There is so much good advice out there. Aside from what many artists would say – work hard, have discipline and grit, and use social media as a way to connect/promote your art– I would say, have fun with creating. Creativity will not come to you if you are in a survival mode. What I mean is, when we are worrying and stressing over bills and rent fees, ideas will be hard to come by. I really believe that it’s not us that have the idea, it’s the idea that have us. It’s the other way around. We are a willing vessel, and when we are in a good mood or when we are in a play mode, creativity sees us and knows we are open to receiving the next great idea. That is how ideas get translated into art or a piece of poetry. When I started out, I constantly worried about not having enough money to sustain this career. I would waitress or take jobs that will take care of money just so I can have time to play with creativity. I hope that make sense.

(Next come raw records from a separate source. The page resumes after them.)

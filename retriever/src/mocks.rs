//! In-memory remote and monitor for testing.

use crate::{Address, Descriptor, Directory, Monitor, Progress, Reader, Site};
use bytes::Bytes;
use std::{
    collections::HashMap,
    sync::{Arc, Mutex},
};
use thiserror::Error;

/// Errors returned by [Remote].
#[derive(Error, Debug, Clone, PartialEq, Eq)]
pub enum Error {
    #[error("unreachable: {0}")]
    Unreachable(Address),
    #[error("missing: {0}")]
    Missing(Address),
    #[error("site unreachable")]
    SiteUnreachable,
    #[error("no site")]
    NoSite,
    #[error("index out of range: {0}")]
    OutOfRange(u64),
}

/// How reads of an address misbehave.
#[derive(Clone, Copy, Debug, PartialEq, Eq)]
pub enum Failure {
    /// Every read fails.
    Always,

    /// The first `n` reads fail.
    First(u32),
}

#[derive(Default)]
struct Inner {
    next: u64,
    records: HashMap<Address, Bytes>,
    failures: HashMap<Address, Failure>,
    reads: HashMap<Address, u32>,
    site: Option<Site>,
    site_failures: u32,
    site_reads: u32,
    flat: Vec<Address>,
}

impl Inner {
    fn read(&mut self, address: Address) -> Result<Bytes, Error> {
        let reads = self.reads.entry(address).or_default();
        *reads += 1;
        match self.failures.get(&address) {
            Some(Failure::Always) => return Err(Error::Unreachable(address)),
            Some(Failure::First(n)) if *reads <= *n => return Err(Error::Unreachable(address)),
            _ => {}
        }
        self.records
            .get(&address)
            .cloned()
            .ok_or(Error::Missing(address))
    }

    fn site(&mut self) -> Result<Site, Error> {
        self.site_reads += 1;
        if self.site_reads <= self.site_failures {
            return Err(Error::SiteUnreachable);
        }
        self.site.ok_or(Error::NoSite)
    }
}

/// A remote that serves records from memory and can be told to fail.
#[derive(Clone, Default)]
pub struct Remote {
    inner: Arc<Mutex<Inner>>,
}

impl Remote {
    /// Create an empty remote.
    pub fn new() -> Self {
        Self::default()
    }

    /// Allocate a fresh address.
    pub fn address(&self) -> Address {
        let mut inner = self.inner.lock().unwrap();
        let next = inner.next;
        inner.next += 1;
        let mut bytes = [0xAAu8; Address::SIZE];
        bytes[Address::SIZE - 8..].copy_from_slice(&next.to_be_bytes());
        Address::new(bytes)
    }

    /// Store `payload` at `address`.
    pub fn insert(&self, address: Address, payload: impl Into<Bytes>) {
        self.inner
            .lock()
            .unwrap()
            .records
            .insert(address, payload.into());
    }

    /// Store a leaf and return its address.
    pub fn leaf(&self, payload: impl Into<Bytes>) -> Address {
        let address = self.address();
        self.insert(address, payload);
        address
    }

    /// Store an internal node referencing `children` and return its address.
    pub fn node(&self, children: &[Address]) -> Address {
        let mut payload = Vec::with_capacity(children.len() * Address::SIZE);
        for child in children {
            payload.extend_from_slice(child);
        }
        self.leaf(payload)
    }

    /// Store a balanced tree over `payloads` and return its root and depth.
    ///
    /// The returned depth is always at least one.
    pub fn tree<P: Into<Bytes> + Clone>(&self, payloads: &[P], fanout: usize) -> (Address, u32) {
        assert!(fanout > 0, "fanout must be positive");
        let mut level: Vec<Address> = payloads
            .iter()
            .map(|payload| self.leaf(payload.clone()))
            .collect();
        let mut depth = 0;
        loop {
            level = level.chunks(fanout).map(|chunk| self.node(chunk)).collect();
            depth += 1;
            if level.len() <= 1 {
                break;
            }
        }
        let root = level.pop().unwrap_or_else(|| self.node(&[]));
        (root, depth)
    }

    /// Store a balanced tree over `payloads` and publish it as the site.
    pub fn publish<P: Into<Bytes> + Clone>(&self, payloads: &[P], fanout: usize) -> Descriptor {
        let total_size = payloads
            .iter()
            .map(|payload| Into::<Bytes>::into(payload.clone()).len() as u64)
            .sum();
        let (root, depth) = self.tree(payloads, fanout);
        let descriptor = Descriptor {
            root,
            depth,
            total_size,
        };
        self.set_site(Site::Tree(descriptor));
        descriptor
    }

    /// Publish `addresses` as a flat site.
    pub fn publish_flat(&self, addresses: Vec<Address>) {
        let count = addresses.len() as u64;
        let mut inner = self.inner.lock().unwrap();
        inner.flat = addresses;
        inner.site = Some(Site::Flat { count });
    }

    /// Set the site returned by [Directory::site].
    pub fn set_site(&self, site: Site) {
        self.inner.lock().unwrap().site = Some(site);
    }

    /// Make the first `n` site lookups fail.
    pub fn fail_site(&self, n: u32) {
        self.inner.lock().unwrap().site_failures = n;
    }

    /// Make reads of `address` fail.
    pub fn fail(&self, address: Address, failure: Failure) {
        self.inner.lock().unwrap().failures.insert(address, failure);
    }

    /// Number of reads of `address` so far.
    pub fn reads(&self, address: &Address) -> u32 {
        self.inner
            .lock()
            .unwrap()
            .reads
            .get(address)
            .copied()
            .unwrap_or_default()
    }

    /// Number of site lookups so far.
    pub fn site_reads(&self) -> u32 {
        self.inner.lock().unwrap().site_reads
    }
}

impl Reader for Remote {
    type Error = Error;

    async fn read(&mut self, address: Address) -> Result<Bytes, Error> {
        self.inner.lock().unwrap().read(address)
    }
}

impl Directory for Remote {
    type Error = Error;

    async fn site(&mut self) -> Result<Site, Error> {
        self.inner.lock().unwrap().site()
    }

    async fn resolve(&mut self, index: u64) -> Result<Address, Error> {
        self.inner
            .lock()
            .unwrap()
            .flat
            .get(index as usize)
            .copied()
            .ok_or(Error::OutOfRange(index))
    }
}

#[derive(Default)]
struct Record {
    progress: Vec<Progress>,
    failures: Vec<crate::Error>,
}

/// A [Monitor] that records everything it is told.
#[derive(Clone, Default)]
pub struct Recorder {
    record: Arc<Mutex<Record>>,
}

impl Recorder {
    /// Create an empty recorder.
    pub fn new() -> Self {
        Self::default()
    }

    /// Every progress update so far, in order.
    pub fn updates(&self) -> Vec<Progress> {
        self.record.lock().unwrap().progress.clone()
    }

    /// The most recent progress update.
    pub fn last(&self) -> Option<Progress> {
        self.record.lock().unwrap().progress.last().copied()
    }

    /// Every reported failure so far.
    pub fn failures(&self) -> Vec<crate::Error> {
        self.record.lock().unwrap().failures.clone()
    }
}

impl Monitor for Recorder {
    fn progress(&mut self, progress: Progress) {
        self.record.lock().unwrap().progress.push(progress);
    }

    fn failed(&mut self, error: &crate::Error) {
        self.record.lock().unwrap().failures.push(error.clone());
    }
}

Is there anything you know now that you wished you knew when you first started in illustration? Any hard lessons learned?

There are four things you can’t avoid in life: death, taxes, clients never paying you on time, and people stealing your work from the internet. So having contracts and knowledge about intellectual property/copyright law will help protect you from the headaches and stresses in the future!

What do you do to decompress and stay inspired?

I take breaks, especially when I have just finished a commissioned project that takes up my energy and time. (Again, easier said than done!) I was so caught up in the hustle culture for so long, so it took me years to learn that resting is an active way of taking care of my mental health. I rest by doing non-art stuff like swimming, walking around the park, or taking time to feed the bird friends in my garden. They helped me slow down and be present.

My source of inspiration comes from the ordinary, like people in my life, nature, books (and memes) I read. With the pandemic and travel ban, Instagram and Pinterest can be a source of inspiration but I think these things start to mess with my mental health. It is so easy to compare myself to what other artists have accomplished, and so easy to feel overwhelmed once I spend 30 minutes mindlessly scrolling. So limiting my use and doing social media detox is necessary.

Could you share with us one of your recent favourite books/movies/songs/music albums/exhibitions?

Books: ‘The Big Magic’ by Elizabeth Gilbert is a required reading, especially if you are an aspiring creative person. Some books that forever changed my life: ‘Grit’ by Angela Duckworth, ‘Becoming Supernatural’ by Dr. Joe Dispenza.

Music: I’m into many genres, but since 2021 I’ve been stuck on Natalia Lafoucarde’s Mexican folk music. I’m living vicariously through her songs.